I can understand that statement but just because the majority of property analysts expect the market to correct, it does not mean that it will. If that were the case, it would be so much easier to co-ordinate a price correction. Only a short time ago, many who specialise in the HDB resale market said that prices would correct soon. That was in September. Has it or is it still too soon?

A recent business commentary highlighted the herd instinct of stock analysts in giving the same recommendation. It is always difficult to defend a contrarian view because when you are wrong you pay dearly for it.

Colin Tan is head, Research & Consultancy, at Chesterton Suntec International.


Copyright 2011 MediaCorp Pte Ltd | All Rights Reserved
Not sure of validity but still an interesting article and good food for thought. Thanks flinger.

Not clear if this is this more prevalent in Singapore. If one has continued confidence to be able to make more and more money through a long successful career, why should he/she worry about preserving earlier earned money in measures greater than before?
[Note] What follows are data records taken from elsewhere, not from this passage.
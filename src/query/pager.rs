//! Cursor pagination engine for unbounded event streams.
//!
//! One pager instance owns the loaded prefix of one logical stream, per
//! `(kind, filter)` pair. Pages are strictly append-only; changing the
//! filter throws the whole stream away because cursors are only meaningful
//! relative to the filter that produced them.

use async_trait::async_trait;
use log::debug;
use tokio_util::sync::CancellationToken;

use crate::error::QueryError;
use crate::models::{EventRecord, Page};
use crate::transport;

use super::client::QueryClient;
use super::filter::FilterSet;

/// Where pages come from. The seam exists so tests can script a stream
/// without a transport.
#[async_trait]
pub trait PageSource<T>: Send + Sync {
    async fn fetch_page(
        &self,
        filter: &FilterSet,
        cursor: Option<&str>,
        cancel: &CancellationToken,
    ) -> Result<Page<T>, QueryError>;
}

/// Event pages via the query client's transport.
pub struct EventSource {
    client: QueryClient,
}

#[async_trait]
impl PageSource<EventRecord> for EventSource {
    async fn fetch_page(
        &self,
        filter: &FilterSet,
        cursor: Option<&str>,
        cancel: &CancellationToken,
    ) -> Result<Page<EventRecord>, QueryError> {
        let body = self.client.fetch_page_body(filter, cursor, cancel).await?;
        Ok(transport::decode(body)?)
    }
}

#[derive(Debug, Clone, Copy, PartialEq, Eq)]
pub enum PagerStatus {
    Idle,
    Loading,
    Ready,
    LoadingMore,
    Exhausted,
    Error,
}

pub struct Pager<T, S: PageSource<T>> {
    source: S,
    filter: FilterSet,
    status: PagerStatus,
    pages: Vec<Page<T>>,
    next_cursor: Option<String>,
    last_error: Option<QueryError>,
    /// Fired on teardown so an in-flight page request can be abandoned;
    /// replaced whenever the stream restarts.
    cancel: CancellationToken,
}

pub type EventPager = Pager<EventRecord, EventSource>;

impl EventPager {
    pub fn events(client: QueryClient, filter: FilterSet) -> Self {
        Self::new(EventSource { client }, filter)
    }
}

impl<T, S: PageSource<T>> Pager<T, S> {
    pub fn new(source: S, filter: FilterSet) -> Self {
        Self {
            source,
            filter,
            status: PagerStatus::Idle,
            pages: Vec::new(),
            next_cursor: None,
            last_error: None,
            cancel: CancellationToken::new(),
        }
    }

    pub fn status(&self) -> PagerStatus {
        self.status
    }

    /// Token fired by [`cancel`](Self::cancel). Clones can be held by
    /// whoever drives teardown.
    pub fn cancel_token(&self) -> CancellationToken {
        self.cancel.clone()
    }

    /// Abandons the in-flight page request, if any. Cancellation is silent:
    /// the pager resumes in the state it was in before the request, and the
    /// next [`load_first_page`](Self::load_first_page) starts fresh.
    pub fn cancel(&self) {
        self.cancel.cancel();
    }

    pub fn last_error(&self) -> Option<&QueryError> {
        self.last_error.as_ref()
    }

    pub fn filter(&self) -> &FilterSet {
        &self.filter
    }

    /// All loaded items in load order. Ordering within and across pages is
    /// server-determined and preserved verbatim; nothing here re-sorts.
    pub fn items(&self) -> impl Iterator<Item = &T> {
        self.pages.iter().flat_map(|page| page.items.iter())
    }

    pub fn len(&self) -> usize {
        self.pages.iter().map(|page| page.items.len()).sum()
    }

    pub fn is_empty(&self) -> bool {
        self.len() == 0
    }

    /// Distinct values over the *loaded prefix only*, first-seen order.
    /// Explicitly partial: more pages may add more values.
    pub fn distinct_by<K, F>(&self, select: F) -> Vec<K>
    where
        K: PartialEq,
        F: Fn(&T) -> Option<K>,
    {
        let mut seen: Vec<K> = Vec::new();
        for item in self.items() {
            if let Some(key) = select(item) {
                if !seen.contains(&key) {
                    seen.push(key);
                }
            }
        }
        seen
    }

    /// Loads (or reloads) the first page. While a load is already in
    /// flight the call is a no-op; single ownership means that can only
    /// happen through re-entrant misuse, which we degrade gracefully on.
    pub async fn load_first_page(&mut self) -> Result<(), QueryError> {
        if matches!(self.status, PagerStatus::Loading | PagerStatus::LoadingMore) {
            return Ok(());
        }
        self.filter.validate()?;

        self.pages.clear();
        self.next_cursor = None;
        self.last_error = None;
        if self.cancel.is_cancelled() {
            self.cancel = CancellationToken::new();
        }
        self.status = PagerStatus::Loading;

        let cancel = self.cancel.clone();
        match self.source.fetch_page(&self.filter, None, &cancel).await {
            Ok(page) => {
                self.next_cursor = page.next_cursor.clone();
                self.status = if page.is_last() {
                    PagerStatus::Exhausted
                } else {
                    PagerStatus::Ready
                };
                self.pages.push(page);
                Ok(())
            }
            Err(err) => self.record_failure(err, PagerStatus::Idle),
        }
    }

    /// Extends the stream by one page. A no-op — issuing no request —
    /// unless the pager is `Ready` with a continuation cursor, which also
    /// coalesces calls arriving while a next-page load is outstanding.
    pub async fn load_next_page(&mut self) -> Result<(), QueryError> {
        if self.status != PagerStatus::Ready {
            debug!("load_next_page ignored in state {:?}", self.status);
            return Ok(());
        }
        let Some(cursor) = self.next_cursor.clone() else {
            return Ok(());
        };

        self.status = PagerStatus::LoadingMore;

        let cancel = self.cancel.clone();
        match self.source.fetch_page(&self.filter, Some(&cursor), &cancel).await {
            Ok(page) => {
                self.next_cursor = page.next_cursor.clone();
                self.status = if page.is_last() {
                    PagerStatus::Exhausted
                } else {
                    PagerStatus::Ready
                };
                // Append in place; earlier pages are never replaced.
                self.pages.push(page);
                Ok(())
            }
            Err(err) => self.record_failure(err, PagerStatus::Ready),
        }
    }

    /// Replaces the filter and discards the entire stream. Previously
    /// loaded pages are never reused across filters.
    pub fn set_filter(&mut self, filter: FilterSet) {
        if filter == self.filter {
            return;
        }
        // A page still in flight belongs to the old filter.
        self.cancel.cancel();
        self.cancel = CancellationToken::new();
        self.filter = filter;
        self.pages.clear();
        self.next_cursor = None;
        self.last_error = None;
        self.status = PagerStatus::Idle;
    }

    /// Manual retry from the error state: reloads from scratch when the
    /// first page failed, otherwise re-attempts the next page.
    pub async fn retry(&mut self) -> Result<(), QueryError> {
        if self.status != PagerStatus::Error {
            return Ok(());
        }
        self.last_error = None;
        if self.pages.is_empty() {
            self.status = PagerStatus::Idle;
            self.load_first_page().await
        } else {
            self.status = PagerStatus::Ready;
            self.load_next_page().await
        }
    }

    fn record_failure(
        &mut self,
        err: QueryError,
        resume_status: PagerStatus,
    ) -> Result<(), QueryError> {
        if let QueryError::Api(api) = &err {
            if api.is_cancelled() {
                // Abandonment is not an error; fall back to the state the
                // pager was in before the request.
                self.status = resume_status;
                return Ok(());
            }
        }
        self.status = PagerStatus::Error;
        self.last_error = Some(err.clone());
        Err(err)
    }
}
If true, I am inclined to interpret that more and more, people have less and less confidence about future earnings vs expenses. Even though they can retire later or take up some other low paying jobs at hawker centres, there is a greater loss of confidence that normal savings would be enough, starting at an earlier age. All quite relative.
Food for thought:-
The wealthy owns lots of cashflow generating assets while keeping to little cash (holding only enough liquidity for emergency use or to seek the next buying opportunity to acquire good assets).

The poor owns lots of cash while having no cashflow generating assets (cash rich but asset poor).

Wealthy people are more asset rich and cash enough.

Poor people are cash rich and assets not enough.

Now, one cup of kopi costs $1 in some coffee shops. In 10 years time, wonder how much the same kopi will costs?? $1.50 perhaps?? Will our own growth of cash keep up with the inflation?
Like I said before, in some other thread somewhere, the property measures by govt is temporary and does not kill the entire demand. There are Chinese or Indos who are so cash rich that they actually owns property to house the cash because they are afraid of the banks..

The real deal is the rising of interest rates in China will lead to more investors looking for prime property locations around the globe. Part of this demand will come to Singapore and cushion the fall of property prices. To induce a property crash, there are only 2 ways, increase in supply or increase in i/r.